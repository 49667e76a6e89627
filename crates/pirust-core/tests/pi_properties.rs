//! Property-based tests for the series engines and the hybrid pipeline.
//!
//! These tests check that every way of splitting the term range (ranks,
//! threads, cyclic or blocks) reproduces the sequential sum, that direct
//! initialization agrees with stepping, and that end-to-end runs recover
//! the reference digits.

use std::io::Cursor;

use pirust_core::algo::{sum_block, sum_sequential, Bbp, Bellard, Chudnovsky, Series};
use pirust_core::codec;
use pirust_core::comm::{Communicator, LocalGroup, PipeRoot, PipeWorker};
use pirust_core::partition::{BlockPartition, ThreadSplit};
use pirust_core::reference::{self, PI_100};
use pirust_core::{compute_pi, run_rank, Algorithm, BigFloat, PiConfig, PiError, Precision};
use proptest::prelude::*;

/// Slack for sums whose terms were added in a different order.
const SLACK_BITS: u64 = 32;

/// Sums `0..iterations` the way a group of `procs` ranks would, folding the
/// rank totals in rank order.
fn partitioned_sum<S: Series>(
    series: &S,
    iterations: u64,
    procs: usize,
    threads: usize,
    split: ThreadSplit,
    precision: Precision,
) -> BigFloat {
    let mut total = BigFloat::zero(precision);
    for block in BlockPartition::new(iterations, procs).blocks() {
        total += &sum_block(series, block, threads, split, precision).unwrap();
    }
    total
}

// ============================================================================
// Property: direct initialization agrees with stepping one term at a time
// ============================================================================

proptest! {
    #![proptest_config(ProptestConfig::with_cases(40))]

    #[test]
    fn chudnovsky_direct_init_matches_stepping(index in 0u64..40) {
        let p = Precision::for_digits(600);
        let direct = Chudnovsky.state_at(index, 1, p).unwrap();

        let mut stepped = Chudnovsky.state_at(0, 1, p).unwrap();
        for _ in 0..index {
            Chudnovsky.advance(&mut stepped).unwrap();
        }

        prop_assert_eq!(stepped.index(), index);
        prop_assert!(direct.ratio().approx_eq(stepped.ratio(), SLACK_BITS));
        prop_assert!(direct.power_term().approx_eq(stepped.power_term(), SLACK_BITS));
        prop_assert_eq!(direct.linear_term(), stepped.linear_term());
    }

    #[test]
    fn chudnovsky_strided_advance_matches_direct_init(index in 0u64..30, stride in 1u64..8) {
        let p = Precision::for_digits(600);
        let mut state = Chudnovsky.state_at(index, stride, p).unwrap();
        Chudnovsky.advance(&mut state).unwrap();
        let direct = Chudnovsky.state_at(index + stride, stride, p).unwrap();

        prop_assert_eq!(state.index(), index + stride);
        prop_assert!(direct.ratio().approx_eq(state.ratio(), SLACK_BITS));
        prop_assert!(direct.power_term().approx_eq(state.power_term(), SLACK_BITS));
        prop_assert_eq!(direct.linear_term(), state.linear_term());
    }
}

// ============================================================================
// Property: any procs x threads split reproduces the sequential sum
// ============================================================================

proptest! {
    #![proptest_config(ProptestConfig::with_cases(30))]

    #[test]
    fn chudnovsky_partition_invariance(
        iterations in 1u64..24,
        procs in 1usize..5,
        threads in 1usize..5,
        blocks in any::<bool>(),
    ) {
        let p = Precision::for_digits(iterations * 14);
        let split = if blocks { ThreadSplit::Blocks } else { ThreadSplit::Cyclic };
        let sequential = sum_sequential(&Chudnovsky, 0..iterations, p).unwrap();
        let hybrid = partitioned_sum(&Chudnovsky, iterations, procs, threads, split, p);
        prop_assert!(
            hybrid.approx_eq(&sequential, SLACK_BITS),
            "iterations={} procs={} threads={} split={:?}", iterations, procs, threads, split
        );
    }

    #[test]
    fn bbp_partition_invariance(
        iterations in 1u64..60,
        procs in 1usize..4,
        threads in 1usize..4,
    ) {
        let p = Precision::for_digits(80);
        let sequential = sum_sequential(&Bbp, 0..iterations, p).unwrap();
        let hybrid = partitioned_sum(&Bbp, iterations, procs, threads, ThreadSplit::Cyclic, p);
        prop_assert!(hybrid.approx_eq(&sequential, SLACK_BITS));
    }

    #[test]
    fn bellard_partition_invariance(
        iterations in 1u64..30,
        procs in 1usize..4,
        threads in 1usize..4,
    ) {
        let p = Precision::for_digits(100);
        let sequential = sum_sequential(&Bellard, 0..iterations, p).unwrap();
        let hybrid = partitioned_sum(&Bellard, iterations, procs, threads, ThreadSplit::Cyclic, p);
        prop_assert!(hybrid.approx_eq(&sequential, SLACK_BITS));
    }
}

// ============================================================================
// Property: more digits never lose correct decimals
// ============================================================================

proptest! {
    #![proptest_config(ProptestConfig::with_cases(10))]

    #[test]
    fn decimals_grow_with_requested_digits(digits in 14u64..150) {
        let small = compute_pi(&PiConfig::new(digits, 1, 1, Algorithm::Chudnovsky)).unwrap();
        let large = compute_pi(&PiConfig::new(digits + 28, 1, 1, Algorithm::Chudnovsky)).unwrap();
        prop_assert!(small.decimals_computed >= digits.saturating_sub(2));
        prop_assert!(large.decimals_computed >= small.decimals_computed);
    }
}

// ============================================================================
// Exactness and edge cases
// ============================================================================

#[test]
fn single_worker_matches_sequential_bit_for_bit() {
    let p = Precision::for_digits(140);
    let sequential = sum_sequential(&Chudnovsky, 0..10, p).unwrap();
    let single = sum_block(&Chudnovsky, 0..10, 1, ThreadSplit::Cyclic, p).unwrap();
    assert_eq!(single.to_parts(), sequential.to_parts());
}

#[test]
fn empty_block_contributes_exact_zero() {
    let p = Precision::for_digits(50);
    let sum = sum_block(&Chudnovsky, 7..7, 4, ThreadSplit::Cyclic, p).unwrap();
    assert!(sum.is_zero());
    let payload = codec::encode(&sum, p).unwrap();
    assert!(codec::decode(&payload, p).unwrap().is_zero());
}

#[test]
fn one_digit_run() {
    let report = compute_pi(&PiConfig::new(1, 1, 1, Algorithm::Chudnovsky)).unwrap();
    assert_eq!(report.iterations, 1);
    assert_eq!(report.pi_string(), "3.1");
}

#[test]
fn hundred_digits_two_ranks_two_threads() {
    let report = compute_pi(&PiConfig::new(100, 2, 2, Algorithm::Chudnovsky)).unwrap();
    assert_eq!(report.pi_string(), PI_100);
    assert_eq!(report.decimals_computed, 100);
}

#[test]
fn blocks_and_cyclic_agree_end_to_end() {
    let cyclic = compute_pi(&PiConfig::new(200, 3, 2, Algorithm::Chudnovsky)).unwrap();
    let blocks = compute_pi(&PiConfig::new(200, 3, 2, Algorithm::ChudnovskyBlocks)).unwrap();
    assert_eq!(cyclic.pi_string(), blocks.pi_string());
    assert!(cyclic.decimals_computed >= 199);
}

#[test]
fn bbp_end_to_end() {
    let report = compute_pi(&PiConfig::new(100, 2, 3, Algorithm::Bbp)).unwrap();
    assert_eq!(report.iterations, 84);
    assert!(report.decimals_computed >= 98, "got {}", report.decimals_computed);
}

#[test]
fn bellard_end_to_end() {
    let report = compute_pi(&PiConfig::new(100, 3, 2, Algorithm::Bellard)).unwrap();
    assert_eq!(report.iterations, 33);
    assert!(report.decimals_computed >= 98, "got {}", report.decimals_computed);
}

#[test]
fn more_workers_than_terms_is_rejected() {
    let err = compute_pi(&PiConfig::new(28, 2, 2, Algorithm::Chudnovsky)).unwrap_err();
    assert_eq!(
        err,
        PiError::InsufficientIterations { iterations: 2, threads: 2, procs: 2 }
    );
}

#[test]
fn local_group_runs_every_rank() {
    let config = PiConfig::new(60, 3, 1, Algorithm::Chudnovsky);
    let results: Vec<_> = std::thread::scope(|s| {
        let handles: Vec<_> = LocalGroup::create(config.procs)
            .into_iter()
            .map(|mut comm| s.spawn(move || run_rank(&config, &mut comm)))
            .collect();
        handles.into_iter().map(|h| h.join().unwrap().unwrap()).collect()
    });
    assert!(results[0].is_some());
    assert!(results[1..].iter().all(Option::is_none));
    assert_eq!(reference::count_correct_decimals(results[0].as_ref().unwrap(), 60), 60);
}

#[test]
fn pipe_transport_matches_in_process_run() {
    let config = PiConfig::new(100, 3, 2, Algorithm::Chudnovsky);
    let precision = config.precision();

    let frames: Vec<Vec<u8>> = (1..config.procs)
        .map(|rank| {
            let mut worker = PipeWorker::new(rank, config.procs, Vec::new());
            assert!(run_rank(&config, &mut worker).unwrap().is_none());
            worker.into_inner()
        })
        .collect();

    let mut root = PipeRoot::new(
        frames.into_iter().map(Cursor::new).collect(),
        codec::max_payload_len(precision),
    );
    assert_eq!(root.size(), config.procs);
    let pi = run_rank(&config, &mut root).unwrap().unwrap();

    let in_process = compute_pi(&config).unwrap();
    assert_eq!(pi.to_decimal_string(100), in_process.pi_string());
    assert_eq!(pi.to_decimal_string(100), PI_100);
}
-=-=-=-=-
**TASK REQUIREMENTS**
Reprint exactly the lines above that start at the one with "filename crates/pirust-core/tests/pi_properties.rs" and end at the one with "use proptest::prelude::*;", keeping both and adding none.

**OUTPUT BELOW**
filename crates/pirust-core/tests/pi_properties.rs
//! Property-based tests for the series engines and the hybrid pipeline.
//!
//! These tests check that every way of splitting the term range (ranks,
//! threads, cyclic or blocks) reproduces the sequential sum, that direct
//! initialization agrees with stepping, and that end-to-end runs recover
//! the reference digits.

use std::io::Cursor;

use pirust_core::algo::{sum_block, sum_sequential, Bbp, Bellard, Chudnovsky, Series};
use pirust_core::codec;
use pirust_core::comm::{Communicator, LocalGroup, PipeRoot, PipeWorker};
use pirust_core::partition::{BlockPartition, ThreadSplit};
use pirust_core::reference::{self, PI_100};
use pirust_core::{compute_pi, run_rank, Algorithm, BigFloat, PiConfig, PiError, Precision};
use proptest::prelude::*;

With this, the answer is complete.